На сцене – схематичные очертания дома из люминесцентных ламп-трубок, освещение меняет цвет в зависимости от настроения мизансцены (художник – бессменный соратник Константина Богомолова, Лариса Ломакина). Декорации решены лаконично и в узнаваемом стиле: фортепьяно, три мягких дивана в разных углах пространства дома, несколько экранов, на которые, как и во многих других спектаклях Богомолова, в режиме реального времени проецируются крупные планы. Ни один взгляд или жест не ускользнет от зрителя.
В доме Прозоровых жизнь будто бы остановилась. На экране перед очередной мизансценой обозначается год, время летит с головокружительной скоростью, но в доме и в жизни семьи все остается по-прежнему.

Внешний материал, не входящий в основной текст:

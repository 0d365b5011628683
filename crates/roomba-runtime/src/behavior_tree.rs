//! Behavior Tree Engine.
//!
//! Every node implements [`BehaviorNode`]: one required `tick` that takes a
//! [`TickContext`] and returns a [`NodeStatus`].  The context carries the
//! blackboard, the trace buffer, and the per-call flags a node may need, so
//! composites, decorators and leaves all share one signature.
//!
//! # Composites
//!
//! | Node type    | Description                                                      |
//! |--------------|------------------------------------------------------------------|
//! | [`Sequence`] | Ticks children left-to-right; stops on the first non-success.    |
//! | [`Selector`] | Ticks children left-to-right; stops on the first non-failure.    |
//! | [`Leaf`]     | Executes an arbitrary closure and returns its status.            |
//!
//! A priority composite is a [`Selector`] built with [`Selector::priority`];
//! its children are expected to be supplied highest priority first.
//!
//! Composites keep no memory between ticks: a sequence that returned
//! [`NodeStatus::Running`] starts again from its first child on the next tick.
//!
//! # Example
//!
//! ```rust
//! use roomba_runtime::behavior_tree::{BehaviorNode, Leaf, Sequence, TickContext};
//! use roomba_runtime::{Blackboard, Trace};
//! use roomba_types::{BlackboardInit, NodeStatus};
//!
//! let tree = Sequence::new(vec![
//!     Box::new(Leaf::new("step_a", |_| NodeStatus::Success)),
//!     Box::new(Leaf::new("step_b", |_| NodeStatus::Success)),
//! ]);
//!
//! let init = BlackboardInit { battery_level: 50, spot: false, general: false };
//! let mut bb = Blackboard::new(init, false);
//! let mut trace = Trace::new();
//! let mut ctx = TickContext::new(&mut bb, &mut trace);
//! assert_eq!(tree.tick(&mut ctx), NodeStatus::Success);
//! ```

pub use roomba_types::NodeStatus;

use crate::blackboard::Blackboard;
use crate::trace::Trace;

// ─────────────────────────────────────────────────────────────────────────────
// TickContext
// ─────────────────────────────────────────────────────────────────────────────

/// Everything a node may touch during one tick.
pub struct TickContext<'a> {
    pub blackboard: &'a mut Blackboard,
    pub trace: &'a mut Trace,
    /// Set while the node is ticked inside an open timer window.  Leaves that
    /// honour it report [`NodeStatus::Running`] until the window expires.
    pub timed_window: bool,
    /// Distance from the root of the tree.
    pub depth: usize,
}

impl<'a> TickContext<'a> {
    /// A root-level context with the timed-window flag cleared.
    pub fn new(blackboard: &'a mut Blackboard, trace: &'a mut Trace) -> Self {
        Self { blackboard, trace, timed_window: false, depth: 0 }
    }

    /// Reborrow this context for a child one level deeper, inheriting the
    /// timed-window flag.
    pub fn child(&mut self) -> TickContext<'_> {
        let timed_window = self.timed_window;
        self.child_with(timed_window)
    }

    /// Reborrow this context for a child one level deeper with an explicit
    /// timed-window flag.
    pub fn child_with(&mut self, timed_window: bool) -> TickContext<'_> {
        TickContext {
            blackboard: &mut *self.blackboard,
            trace: &mut *self.trace,
            timed_window,
            depth: self.depth + 1,
        }
    }

    /// Record a result for `node` at this depth and return it.
    pub fn report(&mut self, node: &str, message: impl Into<String>, status: NodeStatus) -> NodeStatus {
        self.trace.outcome(self.depth, node, message, status);
        status
    }
}

// ─────────────────────────────────────────────────────────────────────────────
// BehaviorNode
// ─────────────────────────────────────────────────────────────────────────────

/// A node in a behavior tree.
pub trait BehaviorNode: Send + Sync {
    /// Label used in the trace.
    fn label(&self) -> &str;

    /// Tick this node, executing its logic and returning the resulting
    /// [`NodeStatus`].
    fn tick(&self, ctx: &mut TickContext<'_>) -> NodeStatus;
}

/// Owned, type-erased node.
pub type BoxedNode = Box<dyn BehaviorNode>;

// ─────────────────────────────────────────────────────────────────────────────
// Leaf
// ─────────────────────────────────────────────────────────────────────────────

type LeafAction = Box<dyn Fn(&mut TickContext<'_>) -> NodeStatus + Send + Sync>;

/// Leaf backed by a closure.
pub struct Leaf {
    name: String,
    action: LeafAction,
}

impl Leaf {
    /// `action` is called exactly once per [`tick`][BehaviorNode::tick].
    pub fn new(
        name: impl Into<String>,
        action: impl Fn(&mut TickContext<'_>) -> NodeStatus + Send + Sync + 'static,
    ) -> Self {
        Self { name: name.into(), action: Box::new(action) }
    }
}

impl BehaviorNode for Leaf {
    fn label(&self) -> &str {
        &self.name
    }

    fn tick(&self, ctx: &mut TickContext<'_>) -> NodeStatus {
        let status = (self.action)(ctx);
        ctx.report(&self.name, status.to_string(), status)
    }
}

// ─────────────────────────────────────────────────────────────────────────────
// Sequence
// ─────────────────────────────────────────────────────────────────────────────

/// Composite with AND semantics.
///
/// Returns the first child result that is not [`NodeStatus::Success`], or
/// success when every child succeeds.  An empty sequence succeeds.
pub struct Sequence {
    name: String,
    children: Vec<BoxedNode>,
}

impl Sequence {
    pub fn new(children: Vec<BoxedNode>) -> Self {
        Self::named("Sequence", children)
    }

    pub fn named(name: impl Into<String>, children: Vec<BoxedNode>) -> Self {
        Self { name: name.into(), children }
    }
}

impl BehaviorNode for Sequence {
    fn label(&self) -> &str {
        &self.name
    }

    fn tick(&self, ctx: &mut TickContext<'_>) -> NodeStatus {
        let slot = ctx.trace.open(ctx.depth, &self.name);
        for (index, child) in self.children.iter().enumerate() {
            match child.tick(&mut ctx.child()) {
                NodeStatus::Success => continue,
                other => {
                    let verb = if other == NodeStatus::Failure { "failed" } else { "running" };
                    ctx.trace.close(slot, format!("{verb} at child {index} ({})", child.label()), other);
                    return other;
                }
            }
        }
        ctx.trace.close(slot, "succeeded", NodeStatus::Success);
        NodeStatus::Success
    }
}

// ─────────────────────────────────────────────────────────────────────────────
// Selector
// ─────────────────────────────────────────────────────────────────────────────

/// Composite with OR semantics.
///
/// Returns the first child result that is not [`NodeStatus::Failure`], or
/// failure when every child fails.  An empty selector fails.
pub struct Selector {
    name: String,
    children: Vec<BoxedNode>,
}

impl Selector {
    pub fn new(children: Vec<BoxedNode>) -> Self {
        Self::named("Selector", children)
    }

    pub fn named(name: impl Into<String>, children: Vec<BoxedNode>) -> Self {
        Self { name: name.into(), children }
    }

    /// A selector whose children are listed in descending priority.
    ///
    /// Evaluation is identical to [`Selector::new`]; list order is the only
    /// priority mechanism and children are never re-sorted.
    pub fn priority(children: Vec<BoxedNode>) -> Self {
        Self::named("Priority", children)
    }
}

impl BehaviorNode for Selector {
    fn label(&self) -> &str {
        &self.name
    }

    fn tick(&self, ctx: &mut TickContext<'_>) -> NodeStatus {
        let slot = ctx.trace.open(ctx.depth, &self.name);
        for (index, child) in self.children.iter().enumerate() {
            match child.tick(&mut ctx.child()) {
                NodeStatus::Failure => continue,
                other => {
                    let verb = if other == NodeStatus::Success { "succeeded" } else { "running" };
                    ctx.trace.close(slot, format!("{verb} at child {index} ({})", child.label()), other);
                    return other;
                }
            }
        }
        ctx.trace.close(slot, "failed", NodeStatus::Failure);
        NodeStatus::Failure
    }
}

#[cfg(test)]
pub(crate) mod tests {
    use std::sync::Arc;
    use std::sync::atomic::{AtomicUsize, Ordering};

    use roomba_types::BlackboardInit;

    use super::*;

    pub(crate) fn blackboard(battery_level: u8) -> Blackboard {
        Blackboard::new(BlackboardInit { battery_level, spot: false, general: false }, false)
    }

    pub(crate) fn tick_once(node: &dyn BehaviorNode, bb: &mut Blackboard) -> NodeStatus {
        let mut trace = Trace::new();
        node.tick(&mut TickContext::new(bb, &mut trace))
    }

    /// A leaf returning `status` that counts how often it was ticked.
    pub(crate) fn counted(name: &str, status: NodeStatus) -> (BoxedNode, Arc<AtomicUsize>) {
        let hits = Arc::new(AtomicUsize::new(0));
        let seen = hits.clone();
        let leaf = Leaf::new(name, move |_| {
            seen.fetch_add(1, Ordering::SeqCst);
            status
        });
        (Box::new(leaf), hits)
    }

    fn leaf(status: NodeStatus) -> BoxedNode {
        Box::new(Leaf::new("leaf", move |_| status))
    }

    #[test]
    fn leaf_returns_its_status() {
        let mut bb = blackboard(50);
        for status in [NodeStatus::Success, NodeStatus::Failure, NodeStatus::Running] {
            assert_eq!(tick_once(leaf(status).as_ref(), &mut bb), status);
        }
    }

    #[test]
    fn sequence_succeeds_when_all_children_succeed() {
        let tree = Sequence::new(vec![
            leaf(NodeStatus::Success),
            leaf(NodeStatus::Success),
            leaf(NodeStatus::Success),
        ]);
        assert_eq!(tick_once(&tree, &mut blackboard(50)), NodeStatus::Success);
    }

    #[test]
    fn sequence_stops_at_first_failure() {
        let (after, hits) = counted("after", NodeStatus::Success);
        let tree = Sequence::new(vec![leaf(NodeStatus::Success), leaf(NodeStatus::Failure), after]);
        assert_eq!(tick_once(&tree, &mut blackboard(50)), NodeStatus::Failure);
        assert_eq!(hits.load(Ordering::SeqCst), 0);
    }

    #[test]
    fn sequence_stops_at_running() {
        let (after, hits) = counted("after", NodeStatus::Success);
        let tree = Sequence::new(vec![leaf(NodeStatus::Success), leaf(NodeStatus::Running), after]);
        assert_eq!(tick_once(&tree, &mut blackboard(50)), NodeStatus::Running);
        assert_eq!(hits.load(Ordering::SeqCst), 0);
    }

    #[test]
    fn sequence_restarts_from_first_child_after_running() {
        let (first, hits) = counted("first", NodeStatus::Success);
        let tree = Sequence::new(vec![first, leaf(NodeStatus::Running)]);
        let mut bb = blackboard(50);
        tick_once(&tree, &mut bb);
        tick_once(&tree, &mut bb);
        assert_eq!(hits.load(Ordering::SeqCst), 2);
    }

    #[test]
    fn sequence_empty_succeeds() {
        let tree = Sequence::new(vec![]);
        assert_eq!(tick_once(&tree, &mut blackboard(50)), NodeStatus::Success);
    }

    #[test]
    fn selector_stops_at_first_success() {
        let (after, hits) = counted("after", NodeStatus::Failure);
        let tree = Selector::new(vec![leaf(NodeStatus::Failure), leaf(NodeStatus::Success), after]);
        assert_eq!(tick_once(&tree, &mut blackboard(50)), NodeStatus::Success);
        assert_eq!(hits.load(Ordering::SeqCst), 0);
    }

    #[test]
    fn selector_fails_when_all_children_fail() {
        let tree = Selector::new(vec![leaf(NodeStatus::Failure), leaf(NodeStatus::Failure)]);
        assert_eq!(tick_once(&tree, &mut blackboard(50)), NodeStatus::Failure);
    }

    #[test]
    fn selector_propagates_running() {
        let (after, hits) = counted("after", NodeStatus::Success);
        let tree = Selector::new(vec![leaf(NodeStatus::Failure), leaf(NodeStatus::Running), after]);
        assert_eq!(tick_once(&tree, &mut blackboard(50)), NodeStatus::Running);
        assert_eq!(hits.load(Ordering::SeqCst), 0);
    }

    #[test]
    fn selector_empty_fails() {
        let tree = Selector::new(vec![]);
        assert_eq!(tick_once(&tree, &mut blackboard(50)), NodeStatus::Failure);
    }

    #[test]
    fn priority_tries_children_in_list_order() {
        let (high, high_hits) = counted("high", NodeStatus::Failure);
        let (mid, mid_hits) = counted("mid", NodeStatus::Success);
        let (low, low_hits) = counted("low", NodeStatus::Success);
        let tree = Selector::priority(vec![high, mid, low]);

        assert_eq!(tree.label(), "Priority");
        assert_eq!(tick_once(&tree, &mut blackboard(50)), NodeStatus::Success);
        assert_eq!(high_hits.load(Ordering::SeqCst), 1);
        assert_eq!(mid_hits.load(Ordering::SeqCst), 1);
        assert_eq!(low_hits.load(Ordering::SeqCst), 0);
    }

    #[test]
    fn nested_sequence_in_selector() {
        let tree = Selector::new(vec![
            Box::new(Sequence::new(vec![leaf(NodeStatus::Success), leaf(NodeStatus::Failure)])),
            Box::new(Sequence::new(vec![leaf(NodeStatus::Success), leaf(NodeStatus::Success)])),
        ]);
        assert_eq!(tick_once(&tree, &mut blackboard(50)), NodeStatus::Success);
    }

    #[test]
    fn leaf_side_effects_are_visible_to_later_siblings() {
        let tree = Sequence::new(vec![
            Box::new(Leaf::new("drain", |ctx| {
                ctx.blackboard.decrement_battery(10);
                NodeStatus::Success
            })),
            Box::new(Leaf::new("check", |ctx| {
                if ctx.blackboard.battery_level == 40 { NodeStatus::Success } else { NodeStatus::Failure }
            })),
        ]);
        assert_eq!(tick_once(&tree, &mut blackboard(50)), NodeStatus::Success);
    }

    #[test]
    fn trace_is_pre_order_with_depth() {
        let tree = Sequence::named("root", vec![Box::new(Leaf::new("child", |_| NodeStatus::Success))]);
        let mut bb = blackboard(50);
        let mut trace = Trace::new();
        tree.tick(&mut TickContext::new(&mut bb, &mut trace));

        let lines = trace.lines();
        assert_eq!(lines.len(), 2);
        assert_eq!((lines[0].node.as_str(), lines[0].depth), ("root", 0));
        assert_eq!((lines[1].node.as_str(), lines[1].depth), ("child", 1));
        assert_eq!(lines[0].status, Some(NodeStatus::Success));
    }

    #[test]
    fn child_context_inherits_timed_window() {
        let mut bb = blackboard(50);
        let mut trace = Trace::new();
        let mut ctx = TickContext::new(&mut bb, &mut trace);
        let mut timed = ctx.child_with(true);
        assert!(timed.timed_window);
        let grandchild = timed.child();
        assert!(grandchild.timed_window);
        assert_eq!(grandchild.depth, 2);
    }
}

Как мы помним, сестры мечтают переехать в Москву из маленького городка и живут в предощущении скорых перемен, но ничего не предпринимают для того, чтобы они произошли.
Пьеса начинается с именин младшей сестры. В классических постановках «Трех сестер» на празднике Прозоровы обычно все еще беззаботны и полны надежд. В спектакле Богомолова все иначе: в имениннице вовсе нет юношеского задора, Ирина (Софья Эрнст) глубоко погружена в свои мысли, ее взгляд то и дело стекленеет, а движения становятся замедленными, механическими. На праздник заходит подполковник Вершинин (Дмитрий Куличков), только прибывший из Москвы. Сестры повторяют его слова с нажимом, с нотками отчаяния: «Из Москвы? Из Москвы?». Переезд представляется им спасательным кругом, будто бы с его помощью можно решить все проблемы, сбежать от себя. Ольга в исполнении Александры Ребенок – насмешлива и даже немного цинична; кажется, что она яснее всех понимает, что в Москве им не быть.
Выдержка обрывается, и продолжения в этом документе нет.